From KUNC (Kirk Siegler):
John McCutchan of Greeley Water says since the High Park Fire, area water managers have had to throw out the book on how they treat water coming from the Poudre River.
“It’s new for us to have to be watching the Poudre night and day. We’re all faced with the same situation.”
Many Northern Colorado water utilities are tied to the Poudre. And McCutchan says Greeley’s water rights on the river are too important to “Let go down stream. Especially in a drought period.”
McCutchan is the Superintendent of Greeley’s Bellevue Water Treatment Plant which filters water from the Poudre River -a key source for Greeley’s drinking supply.

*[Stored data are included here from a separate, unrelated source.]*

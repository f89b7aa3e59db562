use std::process;

use clap::{App, Arg, ArgMatches};
use tracing_subscriber::EnvFilter;

use flightboard::flight::{DEFAULT_LIMIT, DEFAULT_MINUTES_FUTURE, DEFAULT_MINUTES_PAST};
use flightboard::{table, Direction, FlightError, FlightFetcher, FlightQuery, Result};

fn build_app() -> App<'static, 'static> {
    App::new("flightboard")
        .version("0.1.0")
        .about("Fetches departures or arrivals from Melbourne Airport")
        .arg(Arg::with_name("direction")
            .short("d")
            .long("direction")
            .required(true)
            .takes_value(true)
            .help("arrival or departure"))
        .arg(Arg::with_name("past")
            .short("p")
            .long("past")
            .takes_value(true)
            .allow_hyphen_values(true)
            .help("How many minutes into the past to include"))
        .arg(Arg::with_name("future")
            .short("f")
            .long("future")
            .takes_value(true)
            .allow_hyphen_values(true)
            .help("How many minutes into the future to include"))
        .arg(Arg::with_name("number")
            .short("n")
            .long("number")
            .takes_value(true)
            .allow_hyphen_values(true)
            .help("The number of flights to show"))
}

fn parse_number<T: std::str::FromStr>(matches: &ArgMatches, name: &str, default: T) -> Result<T> {
    match matches.value_of(name) {
        None => Ok(default),
        Some(raw) => raw.trim().parse::<T>().map_err(|_| {
            FlightError::invalid(format!("--{} expects a non-negative integer, got `{}`", name, raw))
        }),
    }
}

fn get_query(matches: &ArgMatches) -> Result<FlightQuery> {
    let direction = matches.value_of("direction").unwrap_or_default().parse::<Direction>()?;
    let past = parse_number(matches, "past", DEFAULT_MINUTES_PAST)?;
    let future = parse_number(matches, "future", DEFAULT_MINUTES_FUTURE)?;
    let number = parse_number(matches, "number", DEFAULT_LIMIT)?;

    FlightQuery::new(direction, past, future, number)
}

fn run(matches: &ArgMatches) -> Result<()> {
    let query = get_query(matches)?;
    let flights = FlightFetcher::http()?.fetch(&query)?;

    table::print_table(query.direction(), &flights);
    Ok(())
}

fn main() {
    let filter = EnvFilter::try_from_default_env().unwrap_or_else(|_| EnvFilter::new("warn"));
    tracing_subscriber::fmt()
        .with_env_filter(filter)
        .with_writer(std::io::stderr)
        .init();

    let matches = build_app().get_matches();
    if let Err(e) = run(&matches) {
        eprintln!("error: {}", e);
        process::exit(1);
    }
}

#[cfg(test)]
mod tests {
    use super::*;

    fn query_from(args: &[&str]) -> Result<FlightQuery> {
        let matches = build_app().get_matches_from(args.iter().copied());
        get_query(&matches)
    }

    #[test]
    fn defaults_apply() {
        let query = query_from(&["flightboard", "-d", "arrival"]).unwrap();

        assert_eq!(query.direction(), Direction::Arrival);
        assert_eq!(query.minutes_past(), DEFAULT_MINUTES_PAST);
        assert_eq!(query.minutes_future(), DEFAULT_MINUTES_FUTURE);
        assert_eq!(query.limit(), DEFAULT_LIMIT);
    }

    #[test]
    fn explicit_values_are_used() {
        let query = query_from(&["flightboard", "--direction", "DEPARTURES", "-p", "5", "-f", "60", "-n", "3"])
            .unwrap();

        assert_eq!(query.direction(), Direction::Departure);
        assert_eq!((query.minutes_past(), query.minutes_future(), query.limit()), (5, 60, 3));
    }

    #[test]
    fn bad_input_is_invalid_argument() {
        for args in &[
            vec!["flightboard", "-d", "north"],
            vec!["flightboard", "-d", "arrival", "-p", "-10"],
            vec!["flightboard", "-d", "arrival", "-f", "soon"],
            vec!["flightboard", "-d", "arrival", "-n", "0"],
        ] {
            assert!(matches!(query_from(args), Err(FlightError::InvalidArgument(_))), "{:?}", args);
        }
    }
}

The normally “pristine” Poudre is the cleanest source of water in the country, McCutchan says. But since the recent fires, the river has been running black with ash and other contaminants. And that has the potential to clog up the Bellevue Plant…
But runoff from the scorched-black earth around the Poudre has sent large particles of ash along with increased levels of iron and manganese swirling down the river.
If massive amounts of these contaminates were allowed to enter the filtration system, it could render the holding ponds useless because they’d quickly fill up with sludge and sediment.
To help mitigate any damage and very costly repairs, Greeley has limited its intake of Poudre River water to just 5 percent after the fire compared to an average of 25 percent for this time of year…
This means the city of Greeley and John McCutchan are going to have to take a hard look at what’s going to happen when they’re forced to rely more heavily on the contaminated Poudre.
“Everyone has had the same kind of problems. You can remove most of the contaminates, but some of the compounds that bring the taste and odor issues, the smoky flavor, are very difficult to remove.”
The city of Fort Collins has just started blending water from the Poudre back into its supplies. Each water utility knows that things will change depending on rain and the subsequent runoff into the Poudre. They’re also looking ahead to next spring and the annual winter snow melt, and what that runoff will mean for the river and next year’s water supply.